'The drugs in football affair illustrates what happens when the interests of one particular team are put ahead of care for its players and for the competition of which it forms part. Eventually the group allegiance crumbles as individuals look out for themselves.' Andrew Hamilton's succinct summation is one of the best observations to have emerged from the thickening miasma of evidence, speculation, rumour and point-counter-point surrounding the Essendon Football Club since it 'self-reported' its supplements program at the start of the 2013 season.
Group allegiance has indeed crumbled, some individuals are certainly looking out for themselves, and the players — caught in the middle, grievously uncared for in the past under what the Switkowski report called a regime of pharmacological experimentation, worn down week after week by pressures, accusations and stresses they are ill-equipped to cope with — are now playing without heart or firm intent. As Steve Waugh has memorably remarked, you don't lose innate ability from one week or one month to the next, but, under certain kinds of conditions, you can lose form. For the Essendon footballers, the conditions have now bottomed out.
I am an avid, reasonably well informed fan of the game but no more than an interested and slightly bemused onlooker when it comes to understanding the complexities of a catastrophe like this drug scandal. I don't pretend to have the insights of the many experienced and accomplished sports journalists who have written thousands of words on this sorry business. For a disengaged onlooker like me, there are merely small but possibly potent straws in the controversial winds. One of these is a statement Essendon coach James Hird has made several times, namely that Essendon has a 'right' to play finals.
Now, of course, we know what he means on the face of it: simply, that Essendon have at the moment won enough games to qualify to play finals in September. It's a curious way to phrase it though, and Hird's emphatic claim of a 'right' runs deeper than mere statistics.
When you wed that word 'right' to Hird's often proclaimed passion for the club and his aspiration when chosen as coach to put Essendon back where it 'belonged', 'right' starts to assume the force of due privilege, a status not available to other clubs. Those who have convinced themselves they are in the nature of things privileged rarely tolerate much opposition. But a football competition thrives on opposition so, if you are privileged in that competition as of right, you expect to win, and do almost anything to ensure you win. That is your right.
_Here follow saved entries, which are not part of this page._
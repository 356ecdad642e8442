//! Networking backend client
//!
//! [`PolicyBackend`] is the seam between the reconciliation core and the
//! backend's REST API. [`HttpBackend`] is the production implementation:
//! listings go through the search API filtered to this cluster's tag, writes
//! go through the hierarchical `PATCH /infra` endpoint.

use std::time::Duration;

use async_trait::async_trait;
use reqwest::{Method, RequestBuilder, Response};
use serde::de::DeserializeOwned;
use serde::Deserialize;
use tracing::{debug, instrument};

#[cfg(test)]
use mockall::automock;

use netfence_common::model::{BackendObject, Group, Infra, Policy, Rule};
use netfence_common::{Error, Result, TAG_SCOPE_CLUSTER};

const SEARCH_PATH: &str = "/policy/api/v1/search/query";
const INFRA_PATH: &str = "/policy/api/v1/infra";

/// Trait abstracting the networking backend
///
/// This trait allows mocking the backend in tests while using the HTTP
/// client in production.
#[cfg_attr(test, automock)]
#[async_trait]
pub trait PolicyBackend: Send + Sync {
    /// List every security policy tagged with this cluster
    async fn list_security_policies(&self) -> Result<Vec<Policy>>;

    /// List every rule tagged with this cluster
    async fn list_rules(&self) -> Result<Vec<Rule>>;

    /// List every group tagged with this cluster
    async fn list_groups(&self) -> Result<Vec<Group>>;

    /// Apply a hierarchical patch
    ///
    /// Objects carrying `marked_for_delete` are removed, all others are
    /// created or replaced.
    async fn patch_infra(&self, infra: &Infra, enforce_revision_check: bool) -> Result<()>;

    /// Create or replace a single group in `domain`
    async fn patch_group(&self, domain: &str, group: &Group) -> Result<()>;
}

/// Connection settings for [`HttpBackend`]
#[derive(Clone, Debug)]
pub struct BackendConfig {
    /// Base URL of the manager, e.g. `https://nsx.example.com`
    pub base_url: String,
    /// Basic auth user
    pub username: String,
    /// Basic auth password
    pub password: String,
    /// Cluster tag value listings are filtered on
    pub cluster: String,
    /// Accept any server certificate
    pub insecure_skip_tls_verify: bool,
    /// Per-request timeout
    pub request_timeout: Duration,
}

/// One page of search results
#[derive(Debug, Deserialize)]
struct SearchPage<T> {
    #[serde(default = "Vec::new")]
    results: Vec<T>,
    #[serde(default)]
    cursor: Option<String>,
}

/// HTTP implementation of [`PolicyBackend`]
#[derive(Clone, Debug)]
pub struct HttpBackend {
    client: reqwest::Client,
    config: BackendConfig,
}

impl HttpBackend {
    /// Create a client from `config`
    pub fn new(config: BackendConfig) -> Result<Self> {
        let client = reqwest::Client::builder()
            .timeout(config.request_timeout)
            .danger_accept_invalid_certs(config.insecure_skip_tls_verify)
            .build()
            .map_err(|e| Error::backend("client", e.to_string()))?;

        Ok(Self { client, config })
    }

    fn request(&self, method: Method, path: &str) -> RequestBuilder {
        let url = format!("{}{}", self.config.base_url.trim_end_matches('/'), path);
        self.client
            .request(method, url)
            .basic_auth(&self.config.username, Some(&self.config.password))
    }

    /// Search query selecting objects of `resource_type` owned by this cluster
    fn search_query(&self, resource_type: &str) -> String {
        // The search syntax treats '/' as a regex delimiter
        format!(
            "resource_type:{} AND tags.scope:{} AND tags.tag:{}",
            resource_type,
            TAG_SCOPE_CLUSTER.replace('/', "\\/"),
            self.config.cluster.replace('/', "\\/"),
        )
    }

    /// Follow search cursors until the listing is exhausted
    async fn search<T: BackendObject + DeserializeOwned>(
        &self,
        resource_type: &str,
    ) -> Result<Vec<T>> {
        let operation = format!("list {}", T::KIND);
        let query = self.search_query(resource_type);
        let mut objects = Vec::new();
        let mut cursor: Option<String> = None;

        loop {
            let mut params = vec![("query", query.clone())];
            if let Some(c) = &cursor {
                params.push(("cursor", c.clone()));
            }

            let response = self
                .request(Method::GET, SEARCH_PATH)
                .query(&params)
                .send()
                .await
                .map_err(|e| Error::backend(&operation, e.to_string()))?;
            let response = check_status(&operation, response).await?;
            let page: SearchPage<T> = response
                .json()
                .await
                .map_err(|e| Error::serialization_for_kind(T::KIND, e.to_string()))?;

            let fetched = page.results.len();
            objects.extend(page.results);

            match page.cursor {
                Some(next) if fetched > 0 && !next.is_empty() && cursor.as_ref() != Some(&next) => {
                    cursor = Some(next);
                }
                _ => break,
            }
        }

        debug!(kind = T::KIND, count = objects.len(), "listed backend objects");
        Ok(objects)
    }
}

/// Turn a non-success response into a backend error carrying status and body
async fn check_status(operation: &str, response: Response) -> Result<Response> {
    let status = response.status();
    if status.is_success() {
        return Ok(response);
    }
    let body = response.text().await.unwrap_or_default();
    Err(Error::backend_status(operation, status.as_u16(), body))
}

#[async_trait]
impl PolicyBackend for HttpBackend {
    async fn list_security_policies(&self) -> Result<Vec<Policy>> {
        self.search("SecurityPolicy").await
    }

    async fn list_rules(&self) -> Result<Vec<Rule>> {
        self.search("Rule").await
    }

    async fn list_groups(&self) -> Result<Vec<Group>> {
        self.search("Group").await
    }

    #[instrument(skip(self, infra))]
    async fn patch_infra(&self, infra: &Infra, enforce_revision_check: bool) -> Result<()> {
        let response = self
            .request(Method::PATCH, INFRA_PATH)
            .query(&[("enforce_revision_check", enforce_revision_check)])
            .json(infra)
            .send()
            .await
            .map_err(|e| Error::backend("patch infra", e.to_string()))?;
        check_status("patch infra", response).await?;
        Ok(())
    }

    #[instrument(skip(self, group), fields(group = %group.id))]
    async fn patch_group(&self, domain: &str, group: &Group) -> Result<()> {
        let path = format!("{}/domains/{}/groups/{}", INFRA_PATH, domain, group.id);
        let response = self
            .request(Method::PATCH, &path)
            .json(group)
            .send()
            .await
            .map_err(|e| Error::backend("patch group", e.to_string()))?;
        check_status("patch group", response).await?;
        Ok(())
    }
}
It's not new, the conviction that this or that team is a natural leader, an almost invariable winner and, therefore, in a vague unstated way, beyond the laws governing the rest.
Jack Elliott, as president of the Carlton Football Club, poured scorn on what he called the 'miserable' history of a club like Footscray, and accused Essendon of cheating to win the 2000 Premiership on the eve of which (1999) Essendon was fined $276,274 for salary cap rorting and lost first and second round draft picks. In November 2002, on Elliott's own watch at Carlton, salary cap rorting cost the club $930,000 and crucial draft picks (including stars-in-waiting Brendan Goddard and Daniel Wells), blows from which the club in the view of some is still recovering.
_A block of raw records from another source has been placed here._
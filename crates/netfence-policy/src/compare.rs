//! Diff engine for backend objects
//!
//! Objects are matched by identity only. Content equality uses
//! [`BackendObject::fingerprint`], which ignores system-managed fields, so an
//! object listed from the backend compares equal to the same object built
//! fresh from the custom resource.

use std::collections::{HashMap, HashSet};

use netfence_common::model::BackendObject;

/// Result of comparing existing and desired objects of one kind
#[derive(Clone, Debug, PartialEq)]
pub struct Diff<T> {
    /// Desired objects that are new or differ from what exists, in desired order
    pub changed: Vec<T>,
    /// Existing objects no longer desired, in existing order
    pub stale: Vec<T>,
}

impl<T> Default for Diff<T> {
    fn default() -> Self {
        Self {
            changed: Vec::new(),
            stale: Vec::new(),
        }
    }
}

impl<T> Diff<T> {
    /// True when nothing needs to be written
    pub fn is_empty(&self) -> bool {
        self.changed.is_empty() && self.stale.is_empty()
    }
}

/// Classify `desired` against `existing`
pub fn compare_resources<T: BackendObject>(existing: Vec<T>, desired: Vec<T>) -> Diff<T> {
    let existing_fingerprints: HashMap<String, String> = existing
        .iter()
        .map(|obj| (obj.id().to_string(), obj.fingerprint()))
        .collect();
    let desired_ids: HashSet<String> = desired.iter().map(|obj| obj.id().to_string()).collect();

    let changed = desired
        .into_iter()
        .filter(|obj| {
            existing_fingerprints
                .get(obj.id())
                .is_none_or(|fp| *fp != obj.fingerprint())
        })
        .collect();

    let stale = existing
        .into_iter()
        .filter(|obj| !desired_ids.contains(obj.id()))
        .collect();

    Diff { changed, stale }
}

/// Whether `desired` must be written given what currently exists
pub fn compare_resource<T: BackendObject>(existing: Option<&T>, desired: &T) -> bool {
    existing.is_none_or(|e| e.fingerprint() != desired.fingerprint())
}

#[cfg(test)]
mod tests {
    use super::*;
    use netfence_common::model::{Group, GroupExpression};

    fn group(id: &str, value: &str) -> Group {
        Group {
            id: id.to_string(),
            expression: vec![GroupExpression::tag_equals("SegmentPort", "app", value)],
            ..Default::default()
        }
    }

    fn ids(groups: &[Group]) -> Vec<&str> {
        groups.iter().map(|g| g.id.as_str()).collect()
    }

    #[test]
    fn classifies_new_and_removed_objects() {
        let existing = vec![group("A", "1"), group("B", "2")];
        let desired = vec![group("A", "1"), group("C", "3")];

        let diff = compare_resources(existing, desired);

        assert_eq!(ids(&diff.changed), vec!["C"]);
        assert_eq!(ids(&diff.stale), vec!["B"]);
    }

    #[test]
    fn content_change_under_same_id_is_changed_not_stale() {
        let existing = vec![group("A", "1")];
        let desired = vec![group("A", "2")];

        let diff = compare_resources(existing, desired);

        assert_eq!(ids(&diff.changed), vec!["A"]);
        assert!(diff.stale.is_empty());
    }

    #[test]
    fn revision_alone_is_not_a_change() {
        let mut listed = group("A", "1");
        listed.revision = Some(4);

        let diff = compare_resources(vec![listed], vec![group("A", "1")]);
        assert!(diff.is_empty());
    }

    #[test]
    fn preserves_input_order() {
        let existing = vec![group("Z", "0"), group("X", "0"), group("Y", "0")];
        let desired = vec![group("N2", "0"), group("N1", "0")];

        let diff = compare_resources(existing, desired);

        assert_eq!(ids(&diff.changed), vec!["N2", "N1"]);
        assert_eq!(ids(&diff.stale), vec!["Z", "X", "Y"]);
    }

    #[test]
    fn single_object_comparison() {
        let a = group("A", "1");
        assert!(compare_resource(None, &a));
        assert!(!compare_resource(Some(&a), &a));
        assert!(compare_resource(Some(&group("A", "2")), &a));
    }
}
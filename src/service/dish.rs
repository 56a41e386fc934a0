//! Dish management

use std::sync::Arc;

use uuid::Uuid;
use validator::Validate;

use crate::config::ValidationConfig;
use crate::domain::{CreateDishInput, Dish, Role};
use crate::error::{AppError, Result};
use crate::repository::{DishRepository, UserRepository};

pub struct DishService<D: DishRepository, U: UserRepository> {
    dish_repo: Arc<D>,
    user_repo: Arc<U>,
    validation: ValidationConfig,
}

impl<D: DishRepository, U: UserRepository> DishService<D, U> {
    pub fn new(dish_repo: Arc<D>, user_repo: Arc<U>, validation: ValidationConfig) -> Self {
        Self {
            dish_repo,
            user_repo,
            validation,
        }
    }

    /// Create a dish attributed to a chef.
    ///
    /// The referenced user must exist and hold the Chef role.
    pub async fn create(&self, chef_id: Uuid, input: CreateDishInput) -> Result<Dish> {
        if self.validation.enabled {
            input.validate()?;
        }
        if input.price < 0.0 {
            return Err(AppError::Validation("price must be >= 0".to_string()));
        }

        let chef = self
            .user_repo
            .find_by_id(chef_id)
            .await?
            .ok_or_else(|| AppError::NotFound("Chef not found".to_string()))?;

        if chef.role != Role::Chef {
            return Err(AppError::Forbidden(
                "Referenced user is not a chef".to_string(),
            ));
        }

        self.dish_repo.insert(Dish::from_input(chef_id, input)).await
    }

    pub async fn get(&self, id: Uuid) -> Result<Dish> {
        self.dish_repo
            .find_by_id(id)
            .await?
            .ok_or_else(|| AppError::NotFound("Dish not found".to_string()))
    }

    pub async fn list(&self) -> Result<Vec<Dish>> {
        self.dish_repo.list().await
    }
}

#[cfg(test)]
mod tests {
    use super::*;
    use crate::domain::User;
    use crate::repository::user::MockUserRepository;
    use crate::repository::{InMemoryDishRepository, InMemoryUserRepository, UserRepository as _};

    fn dish_input() -> CreateDishInput {
        CreateDishInput {
            name: "Carbonara".to_string(),
            description: String::new(),
            ingredients: vec!["egg".to_string()],
            price: 12.5,
        }
    }

    #[tokio::test]
    async fn test_create_under_chef() {
        let user_repo = Arc::new(InMemoryUserRepository::new());
        let chef = User::new("chef@x.com".into(), "hash".into(), Role::Chef);
        let chef_id = chef.id;
        user_repo.insert(chef).await.unwrap();

        let service = DishService::new(
            Arc::new(InMemoryDishRepository::new()),
            user_repo,
            ValidationConfig::default(),
        );
        let dish = service.create(chef_id, dish_input()).await.unwrap();
        assert_eq!(dish.chef_id, chef_id);
        assert_eq!(dish.price, 12.5);
    }

    #[tokio::test]
    async fn test_create_under_non_chef_is_forbidden() {
        let user_repo = Arc::new(InMemoryUserRepository::new());
        let customer = User::new("c@x.com".into(), "hash".into(), Role::Customer);
        let customer_id = customer.id;
        user_repo.insert(customer).await.unwrap();

        let service = DishService::new(
            Arc::new(InMemoryDishRepository::new()),
            user_repo,
            ValidationConfig::default(),
        );
        let result = service.create(customer_id, dish_input()).await;
        assert!(matches!(result, Err(AppError::Forbidden(_))));
    }

    #[tokio::test]
    async fn test_create_under_unknown_chef_is_not_found() {
        let mut mock = MockUserRepository::new();
        mock.expect_find_by_id().returning(|_| Ok(None));

        let service = DishService::new(
            Arc::new(InMemoryDishRepository::new()),
            Arc::new(mock),
            ValidationConfig::default(),
        );
        let result = service.create(Uuid::new_v4(), dish_input()).await;
        assert!(matches!(result, Err(AppError::NotFound(_))));
    }
}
In an eerie symmetry, AFL Commission chairman Ron Evans, father of recently fallen Essendon president David Evans, described Carlton's behaviour 'as a deliberate, elaborate and sophisticated scheme to break the player payment rules. Carlton members and supporters ought to feel betrayed by the actions of their club.' The scandal ended Elliott's tumultuous presidency during which at one point, asked if he had any regrets, he said his only regret was that Carlton didn't win the premiership every year — a flippant version of the born-to-rule syndrome.
Suddenly, a few weeks ago, like a marginal note to the central chaotic supplements plot, came the case of St Kilda small forward Ahmed Saad. Saad, an exemplary character, a practicing Muslim and an AFL nominated multicultural ambassador, tested positive to a drug banned only in competition after he incautiously accepted a hydrating drink from a friend.
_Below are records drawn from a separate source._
//! Authentication extractor
//!
//! Stage 1 of the request gate: extract the bearer token, verify it, and
//! resolve the claimed subject against the credential store. The resolved
//! user rides along on the request for downstream role checks.

use axum::{
    extract::FromRequestParts,
    http::{header::AUTHORIZATION, request::Parts},
};

use crate::domain::User;
use crate::error::AppError;
use crate::repository::UserRepository;
use crate::state::HasAuth;

/// The authenticated user resolved from the request's bearer token.
#[derive(Debug, Clone)]
pub struct CurrentUser(pub User);

/// Extract the Bearer token from the Authorization header
fn extract_bearer_token(headers: &axum::http::HeaderMap) -> Result<&str, AppError> {
    let auth_header = headers
        .get(AUTHORIZATION)
        .ok_or_else(|| AppError::Unauthenticated("Please login".to_string()))?
        .to_str()
        .map_err(|_| AppError::Unauthenticated("Invalid authorization header".to_string()))?;

    auth_header
        .strip_prefix("Bearer ")
        .ok_or_else(|| {
            AppError::Unauthenticated("Authorization header must use Bearer scheme".to_string())
        })
}

impl<S> FromRequestParts<S> for CurrentUser
where
    S: HasAuth,
{
    type Rejection = AppError;

    async fn from_request_parts(parts: &mut Parts, state: &S) -> Result<Self, Self::Rejection> {
        let token = extract_bearer_token(&parts.headers)?;
        let claims = state.jwt_manager().verify(token)?;

        let user = state
            .user_repo()
            .find_by_email(&claims.sub)
            .await?
            .ok_or_else(|| AppError::IdentityNotFound("User does not exist".to_string()))?;

        Ok(CurrentUser(user))
    }
}
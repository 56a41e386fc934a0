//! Dish repository

use crate::domain::Dish;
use crate::error::Result;
use async_trait::async_trait;
use std::collections::BTreeMap;
use std::sync::Arc;
use tokio::sync::RwLock;
use uuid::Uuid;

#[cfg_attr(test, mockall::automock)]
#[async_trait]
pub trait DishRepository: Send + Sync {
    async fn insert(&self, dish: Dish) -> Result<Dish>;
    async fn find_by_id(&self, id: Uuid) -> Result<Option<Dish>>;
    async fn list(&self) -> Result<Vec<Dish>>;
}

#[derive(Clone, Default)]
pub struct InMemoryDishRepository {
    store: Arc<RwLock<BTreeMap<Uuid, Dish>>>,
}

impl InMemoryDishRepository {
    pub fn new() -> Self {
        Self::default()
    }
}

#[async_trait]
impl DishRepository for InMemoryDishRepository {
    async fn insert(&self, dish: Dish) -> Result<Dish> {
        let mut store = self.store.write().await;
        store.insert(dish.id, dish.clone());
        Ok(dish)
    }

    async fn find_by_id(&self, id: Uuid) -> Result<Option<Dish>> {
        let store = self.store.read().await;
        Ok(store.get(&id).cloned())
    }

    async fn list(&self) -> Result<Vec<Dish>> {
        let store = self.store.read().await;
        Ok(store.values().cloned().collect())
    }
}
What was interesting about this case was the precision, speed and certainty with which everyone — media, AFL, and pundits of one kind or another — were able to pronounce upon and predict Saad's probable two year ban. In what was so clearly an innocent mistake by a fine young athlete there was no talk about 'rights' or waiting until 'the truth' comes out or the deployment of heavy hitting legal minds or the threat of endless court action. Certainly Saad is a much smaller fish in the poisoned AFL pool, but should that matter?
Well, it does of course. St Kilda and, to take another example, Footscray (the Western Bulldogs) do not have 'a right'. St Kilda is one of the oldest clubs in the AFL but thin on success; the Dogs are the face of the underprivileged (Melbourne) west but equally light on the trophy front. Neither club is fashionable and their best days, while duly noted, are quickly forgotten.
No one connected with either club would claim it was 'the greatest club in Australia' as James Hird said of Essendon on Tuesday morning (13 August), while awaiting yet another AFL 'announcement' that failed to materialise at a proposed time. He meant it — another indication of how far rampant ambition and a conviction of entitlement, of having a 'right', has taken him from harsh reality.
If however — as Essendon FC remains intransigent and in denial — Hird needs a glimpse of harsh, unprivileged reality, Ahmed Saad could probably accommodate him.
Brian Matthews is honorary professor of English at Flinders University and an award winning columnist and biographer.